APPENDIX

I. The A.A. Tradition
II. Spiritual Experience
III. The Medical View on A.A.
IV. The Lasker Award
V. The Religious View on A.A.
VI. How to Get in Touch With A.A.

I. THE A.A. TRADITION

To those now in its fold, Alcoholics Anonymous has made the difference between misery and sobriety, and often the difference between life and death. A.A. can, of course, mean just as much to uncounted alcoholics not yet reached.

Therefore, no society of men and women ever had a more urgent NEED for continuous effectiveness and permanent unity. We alcoholics see that we must work together and hang together, else most of us will finally die alone.

The "12 Traditions" of Alcoholics Anonymous are, we A.A.'s believe, the best answers that our experience has yet given to those ever urgent questions, "How can A.A. best function?" and, "How can A.A. best stay whole and so survive?"

On the next page, A.A.'s "12 Traditions" are seen in their so-called "short form," the form in general use today. This is a condensed version of the original "long form" A.A. Traditions as first printed in 1946. Because the "long form" is more explicit and of possible historic value, it is also reproduced.

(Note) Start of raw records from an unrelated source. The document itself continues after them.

//! Single-partition migration engine
//!
//! Owns the projection and the log. Commands are processed one at a time:
//! the command record is appended, the processor decides against a shared
//! view of the projection, and the follow-up batch is applied to a copy of
//! the projection. Only when that succeeds is the batch appended and the copy
//! swapped in, so the log and the projection never disagree.

use crate::config::EngineConfig;
use crate::error::ProcessingError;
use crate::processor::{command_record, CommandProcessor, MigrateProcessor};
use pim_log::{CommandResponse, EventLog, Position, ProcessingResult};
use pim_model::{Command, ProcessInstanceMigrationRecord, Record};
use std::ops::Range;
use pim_state::{EventApplier, MemoryState};

/// Single-partition migration engine: projection, log and processor
#[derive(Debug)]
pub struct MigrationEngine {
    config: EngineConfig,
    state: MemoryState,
    log: EventLog,
    applier: EventApplier,
    processor: MigrateProcessor,
}

impl MigrationEngine {
    /// Engine over an empty projection
    #[must_use]
    pub fn new(config: EngineConfig) -> Self {
        Self::with_state(config, MemoryState::new())
    }

    /// Engine over an existing projection
    #[must_use]
    pub fn with_state(config: EngineConfig, state: MemoryState) -> Self {
        Self {
            processor: MigrateProcessor::new(config.clone()),
            config,
            state,
            log: EventLog::new(),
            applier: EventApplier::new(),
        }
    }

    /// Configuration
    #[must_use]
    pub fn config(&self) -> &EngineConfig {
        &self.config
    }

    /// Current projection
    #[must_use]
    pub fn state(&self) -> &MemoryState {
        &self.state
    }

    /// Direct access for the subsystems that own the rest of the projection
    /// (deployments, jobs, variables, incidents)
    pub fn state_mut(&mut self) -> &mut MemoryState {
        &mut self.state
    }

    /// The partition log
    #[must_use]
    pub fn log(&self) -> &EventLog {
        &self.log
    }

    /// Process a migrate command end to end
    ///
    /// Returns the response for the caller, which is either the accepted
    /// completed event or a rejection. Both are also in the log.
    ///
    /// # Errors
    /// Failures that are not rejections. Nothing beyond the command record
    /// has been appended and the projection is untouched. A failed integrity
    /// check is the exception: it runs after the batch is committed.
    pub fn submit(
        &mut self,
        command: Command<ProcessInstanceMigrationRecord>,
    ) -> Result<CommandResponse, ProcessingError> {
        let process_instance_key = command.value.process_instance_key;
        tracing::debug!(
            process_instance_key = %process_instance_key,
            target_process_definition_key = %command.value.target_process_definition_key,
            mapping_instructions = command.value.mapping_instructions.len(),
            "Migrate command received"
        );

        let position = self.log.append(command_record(&command), None)?;

        let result = match self.processor.process(&self.state, &command) {
            Ok(result) => result,
            Err(error) => {
                tracing::error!(
                    process_instance_key = %process_instance_key,
                    error = %error,
                    "Unexpected error while migrating process instance"
                );
                return Err(error);
            }
        };
        let events = result.events().count();
        let ProcessingResult { records, response } = result;

        let response = response.ok_or_else(|| {
            ProcessingError::Internal(format!(
                "no response written for migrate command at position {position}"
            ))
        })?;

        let (range, applied) = self.commit(position, &records)?;

        if self.config.verify_log_integrity {
            self.log.verify_integrity()?;
        }

        tracing::info!(
            process_instance_key = %process_instance_key,
            source_position = position,
            first_position = range.start,
            records = records.len(),
            events,
            applied,
            rejected = response.is_rejection(),
            "Migrate command committed"
        );
        Ok(response)
    }

    /// Apply `records` to a copy of the projection, append them as one batch
    /// after `position`, then replace the projection with the copy
    fn commit(
        &mut self,
        position: Position,
        records: &[Record],
    ) -> Result<(Range<Position>, usize), ProcessingError> {
        let mut next = self.state.clone();
        let applied = self.applier.apply_all(&mut next, records)?;
        let range = self.log.append_batch(records.to_vec(), Some(position))?;
        self.state = next;
        Ok((range, applied))
    }
}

One--Our common welfare should come first; personal recovery depends upon A.A. unity.

Two--For our group purpose there is but one ultimate authority--a loving God as He may express Himself in our group conscience. Our leaders are but trusted servants; they do not govern.

Three--The only requirement for A.A. membership is a desire to stop drinking.

Four--Each group should be autonomous except in matters affecting other groups, or A.A. as a whole.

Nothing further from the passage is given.